Martin Sebor msebor@gmail.com
Thu Dec 5 23:33:00 GMT 2019

On 12/4/19 4:37 PM, Jason Merrill wrote:
> On 12/3/19 4:49 PM, Martin Sebor wrote:
>> On 8/5/19 4:30 PM, Jason Merrill wrote:
>>> On Mon, Aug 5, 2019 at 5:50 PM Martin Sebor <msebor@gmail.com> wrote:
>>>> On 8/5/19 1:25 PM, Jason Merrill wrote:
>>>>> On 8/1/19 7:35 PM, Martin Sebor wrote:
>>>>>> On 8/1/19 12:09 PM, Jason Merrill wrote:
>>>>>>> On 7/22/19 12:34 PM, Martin Sebor wrote:
>>>>>>>> Ping: https://gcc.gnu.org/ml/gcc-patches/2019-07/msg00622.html
>> ...
>>>>>>> -Wmismatched-tags is useful to have, given the MSVC/clang situation,
>>>>>>> but I wonder about memory consumption from all the record keeping.
>>>>>>> Do you have any overhead measurements?
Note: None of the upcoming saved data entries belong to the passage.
//! Checksums of embedded schema scripts

use sha2::{Digest, Sha256};

/// Compute SHA256 checksum of a string
pub fn compute_checksum(content: &str) -> String {
    let mut hasher = Sha256::new();
    hasher.update(content.as_bytes());
    hex::encode(hasher.finalize())
}
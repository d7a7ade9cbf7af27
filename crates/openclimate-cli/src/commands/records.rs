//! Per-kind record commands
//!
//! Usage: openclimate <KIND> create ... | get <ID> | find <NAME> | list | delete <ID>

use clap::{Args, Subcommand};
use openclimate_core::model::GeoProfile;
use openclimate_core::{ActorKind, ActorRef, Asset, Company, Country, Pledge, Region, User};
use openclimate_store::errors::Result;
use openclimate_store::Repositories;
use serde_json::Value;

use super::{open_store, parse_id, run_read, to_json, GlobalArgs, ReadCommand};

// ---------- Country ----------

#[derive(Debug, Args)]
pub struct CountryArgs {
    #[command(subcommand)]
    pub command: CountryCommand,
}

#[derive(Debug, Subcommand)]
pub enum CountryCommand {
    Create(CreateCountry),
    #[command(flatten)]
    Read(ReadCommand),
}

#[derive(Debug, Args)]
pub struct CreateCountry {
    #[arg(long)]
    pub name: String,

    /// ISO 3166 code
    #[arg(long, default_value = "")]
    pub iso: String,

    #[arg(long, default_value_t = 0)]
    pub population: u64,

    /// Area in square kilometres
    #[arg(long, default_value_t = 0.0)]
    pub area: f64,
}

pub fn execute_country(global: &GlobalArgs, args: CountryArgs) -> Result<Value> {
    let store = open_store(global)?;
    let repos = Repositories::new(&store);

    match args.command {
        CountryCommand::Create(create) => {
            let profile = GeoProfile {
                iso: create.iso,
                population: create.population,
                area: create.area,
                ..GeoProfile::default()
            };
            to_json(&repos.countries.create(Country::new(create.name).with_profile(profile))?)
        }
        CountryCommand::Read(read) => run_read(repos.countries, read),
    }
}

// ---------- State ----------

#[derive(Debug, Args)]
pub struct StateArgs {
    #[command(subcommand)]
    pub command: StateCommand,
}

#[derive(Debug, Subcommand)]
pub enum StateCommand {
    Create(CreateState),
    /// First state with this name inside the given country
    FindIn {
        name: String,
        #[arg(long)]
        country: String,
    },
    #[command(flatten)]
    Read(ReadCommand),
}

#[derive(Debug, Args)]
pub struct CreateState {
    #[arg(long)]
    pub name: String,

    /// Name of the country the state belongs to
    #[arg(long, default_value = "")]
    pub country: String,
}

pub fn execute_state(global: &GlobalArgs, args: StateArgs) -> Result<Value> {
    let store = open_store(global)?;
    let repos = Repositories::new(&store);

    match args.command {
        StateCommand::Create(create) => {
            to_json(&repos.regions.create(Region::new(create.name, create.country))?)
        }
        StateCommand::FindIn { name, country } => {
            to_json(&repos.regions.retrieve_by_name_and_country(&name, &country)?)
        }
        StateCommand::Read(read) => run_read(repos.regions, read),
    }
}

// ---------- Company ----------

#[derive(Debug, Args)]
pub struct CompanyArgs {
    #[command(subcommand)]
    pub command: CompanyCommand,
}

#[derive(Debug, Subcommand)]
pub enum CompanyCommand {
    Create(CreateCompany),
    #[command(flatten)]
    Read(ReadCommand),
}

#[derive(Debug, Args)]
pub struct CreateCompany {
    #[arg(long)]
    pub name: String,

    #[arg(long, default_value = "")]
    pub description: String,

    /// Country the company operates in (repeatable, order is kept)
    #[arg(long = "country")]
    pub countries: Vec<String>,

    /// State the company operates in (repeatable, order is kept)
    #[arg(long = "state")]
    pub states: Vec<String>,
}

pub fn execute_company(global: &GlobalArgs, args: CompanyArgs) -> Result<Value> {
    let store = open_store(global)?;
    let repos = Repositories::new(&store);

    match args.command {
        CompanyCommand::Create(create) => {
            let mut company = Company::new(create.name).with_description(create.description);
            for country in create.countries {
                company = company.operate_in(country);
            }
            for state in create.states {
                company = company.with_state(state);
            }
            to_json(&repos.companies.create(company)?)
        }
        CompanyCommand::Read(read) => run_read(repos.companies, read),
    }
}

// ---------- Pledge ----------

#[derive(Debug, Args)]
pub struct PledgeArgs {
    #[command(subcommand)]
    pub command: PledgeCommand,
}

#[derive(Debug, Subcommand)]
pub enum PledgeCommand {
    /// Create a pledge and list it on its actor
    Create(CreatePledge),
    #[command(flatten)]
    Read(ReadCommand),
}

#[derive(Debug, Args)]
pub struct CreatePledge {
    #[arg(long)]
    pub name: String,

    /// country, company or state
    #[arg(long)]
    pub actor_kind: ActorKind,

    /// Index of the actor making the pledge
    #[arg(long)]
    pub actor: String,

    #[arg(long, default_value = "")]
    pub pledge_type: String,

    #[arg(long, default_value_t = 0)]
    pub base_year: i32,

    #[arg(long, default_value_t = 0)]
    pub target_year: i32,

    /// Reduction target in percent of the base year
    #[arg(long, default_value_t = 0.0)]
    pub goal: f64,

    #[arg(long)]
    pub regulatory: bool,
}

pub fn execute_pledge(global: &GlobalArgs, args: PledgeArgs) -> Result<Value> {
    let store = open_store(global)?;
    let repos = Repositories::new(&store);

    match args.command {
        PledgeCommand::Create(create) => {
            let actor = ActorRef::new(create.actor_kind, parse_id(&create.actor)?);
            let mut pledge = Pledge::new(create.name, actor).with_target(
                create.base_year,
                create.target_year,
                create.goal,
            );
            pledge.pledge_type = create.pledge_type;
            pledge.regulatory = create.regulatory;
            to_json(&repos.attach_pledge(pledge)?)
        }
        PledgeCommand::Read(read) => run_read(repos.pledges, read),
    }
}

// ---------- Asset ----------

#[derive(Debug, Args)]
pub struct AssetArgs {
    #[command(subcommand)]
    pub command: AssetCommand,
}

#[derive(Debug, Subcommand)]
pub enum AssetCommand {
    /// Create an asset and list it on its company
    Create(CreateAsset),
    #[command(flatten)]
    Read(ReadCommand),
}

#[derive(Debug, Args)]
pub struct CreateAsset {
    #[arg(long)]
    pub name: String,

    /// Index of the owning company
    #[arg(long)]
    pub company: String,

    /// Name of the state the asset sits in
    #[arg(long)]
    pub state: Option<String>,

    #[arg(long, default_value = "")]
    pub asset_type: String,

    #[arg(long, default_value_t = 0.0)]
    pub capacity_mw: f64,
}

pub fn execute_asset(global: &GlobalArgs, args: AssetArgs) -> Result<Value> {
    let store = open_store(global)?;
    let repos = Repositories::new(&store);

    match args.command {
        AssetCommand::Create(create) => {
            let mut asset = Asset::new(create.name, parse_id(&create.company)?);
            if let Some(state) = create.state {
                asset = asset.located_in(state);
            }
            asset.asset_type = create.asset_type;
            asset.capacity_mw = create.capacity_mw;
            to_json(&repos.attach_asset(asset)?)
        }
        AssetCommand::Read(read) => run_read(repos.assets, read),
    }
}

// ---------- User ----------

#[derive(Debug, Args)]
pub struct UserArgs {
    #[command(subcommand)]
    pub command: UserCommand,
}

#[derive(Debug, Subcommand)]
pub enum UserCommand {
    Create(CreateUser),
    #[command(flatten)]
    Read(ReadCommand),
}

#[derive(Debug, Args)]
pub struct CreateUser {
    #[arg(long)]
    pub name: String,

    #[arg(long)]
    pub email: String,

    /// Pre-computed password hash, stored as given
    #[arg(long)]
    pub password_hash: String,
}

const REDACTED: &str = "***REDACTED***";

pub fn execute_user(global: &GlobalArgs, args: UserArgs) -> Result<Value> {
    let store = open_store(global)?;
    let repos = Repositories::new(&store);

    let mut value = match args.command {
        UserCommand::Create(create) => to_json(&repos.users.create(User::new(
            create.name,
            create.email,
            create.password_hash,
        ))?)?,
        UserCommand::Read(read) => run_read(repos.users, read)?,
    };
    redact_pwhash(&mut value);
    Ok(value)
}

/// Password hashes are stored but never printed
fn redact_pwhash(value: &mut Value) {
    match value {
        Value::Array(users) => users.iter_mut().for_each(redact_pwhash),
        Value::Object(user) => {
            if let Some(hash) = user.get_mut("pwhash") {
                *hash = Value::String(REDACTED.to_string());
            }
        }
        _ => {}
    }
}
>>>>>> I did think about the overhead but not knowing if the patch would
>>>>>> even be considered I didn't spend time optimizing it.
>>>>>> In an instrumented build of GCC with the patch I just did I have
>>>>>> collected the following stats for the number of elements in
>>>>>> the rec2loc hash table (for 998 files):
>>>>>>     rec2loc elements   locvec elements
>>>>>>     min:           0                 0
>>>>>>     max:       2,785             3,303
>>>>>>     mean:        537             1,043
>>>>>>     median:      526             1,080
>>>>>> The locvec data are based on totals for the whole hash table, so
>>>>>> in the worst case the hash_map has 2,785 elements, and the sum of
>>>>>> all locvec lengths in all those elements is 3,303.  Each rec2loc
>>>>>> element takes up 16 bytes, plus the size of the locvec data.
>>>>>> If my math is right (which doesn't happen too often) in the worst
>>>>>> case the bookkeeping overhead is 43KB for the hash_map plus on
>>>>>> the order of 140KB for the vectors (just doubling the number of
>>>>>> elements to account for capacity = 2 X size, times 24 for
>>>>>> the flag_func_loc_t element type).  So 183K in the worst case
>>>>>> in GCC.
>>>>> 183k cumulative over all the GCC sources doesn't sound excessive, 
>>>>> but...
>>>>>> There are a few ways to reduce that if it seems excessive.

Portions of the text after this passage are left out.